The trip to Quebec was made without mishap. On August 1st, Jogues' group, forty in number, laden with goods and supplies for the hard pressed mission, left on the return trip to Huronia. They did not get very far. On the following day they were ambushed by the waiting Iroquois. Most of the Hurons fled, a few were killed or captured, and Jogues and two donne's Rene' Goupil and Guillaume Couture were taken prisoner. Among the captured Hurons was Ahatsistari, the greatest of their warriors, and several other prominent Christians. What a blow to the Huron mission!

As soon as the engagement was over, the nightmare of torture began. The enemy fell upon their captives in a great rage, ripping out their finger nails, chewing their fingers and beating them with clubs. They then hustled off their victims to Mohawk country south of the St. Lawrence. En route the poor captives were "caressed" by 200 Iroquois setting out on the warpath. All, except a few small children, were savagely beaten and mutilated.

And yet there was still so much more to come.

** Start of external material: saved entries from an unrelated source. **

//! # sitewatch-sites
//!
//! Monitored sites: their configuration, how their health is judged, and
//! the per-site cache of recognized treatments.
//!
//! This crate provides:
//!
//! - [`SiteMonitorConfig`] and [`SiteConfigPatch`] for site configuration
//! - [`SiteConfigStore`] with in-memory and JSON-file implementations
//! - [`HealthEvaluator`] and [`BusinessHours`] for status computation
//! - [`SiteCache`] with generation-checked refresh tickets
//!
//! ## Example
//!
//! ```rust
//! use chrono::{Duration, Utc};
//! use sitewatch_sites::{HealthEvaluator, SiteStatus};
//!
//! let evaluator = HealthEvaluator::default();
//! let now = Utc::now();
//!
//! assert_eq!(evaluator.evaluate(0, None, now), SiteStatus::Inactive);
//! assert_eq!(
//!     evaluator.evaluate(4, Some(now - Duration::minutes(10)), now),
//!     SiteStatus::Active
//! );
//! ```

#![forbid(unsafe_code)]
#![warn(missing_docs)]

pub mod cache;
pub mod error;
pub mod health;
pub mod store;
pub mod types;

pub use cache::{CacheStats, CachedEvents, InMemorySiteCache, RefreshTicket, SiteCache};
pub use error::{Result, SiteError};
pub use health::{BusinessHours, DEFAULT_STALE_AFTER_HOURS, HealthEvaluator};
pub use store::{JsonConfigStore, MemoryConfigStore, SITES_FILE, SiteConfigStore};
pub use types::{Cadence, HealthSummary, SiteConfigPatch, SiteMonitorConfig, SiteStatus};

On the 18th day, weak from lack of food, loss of blood and the agonizing pain of their bruised, broken and mutilated members, the prisoners arrived in the first Iroquois village. Here again the same ordeal had to be faced: running the gauntlet, beating, cutting, whip-ping, burning, scratching. It was an incredible experience to be under-gone again in two other villages. One wonders how the captives could survive such brutal and inhuman treatment.

Jogues seemed to be singled out for the refinement of this cruelty since the Iroquois considered him a kind of leader. They hacked off his left thumb; and yet he was grateful they had spared the right thumb so he could write to his brethren! He also received some terrible blows to his body, especially with a big lump of iron attached to a rope, and, as he said, "the only thing that kept me from fainting and that sustained my strength and courage was the fear that my tormentor would hit me with it a second time."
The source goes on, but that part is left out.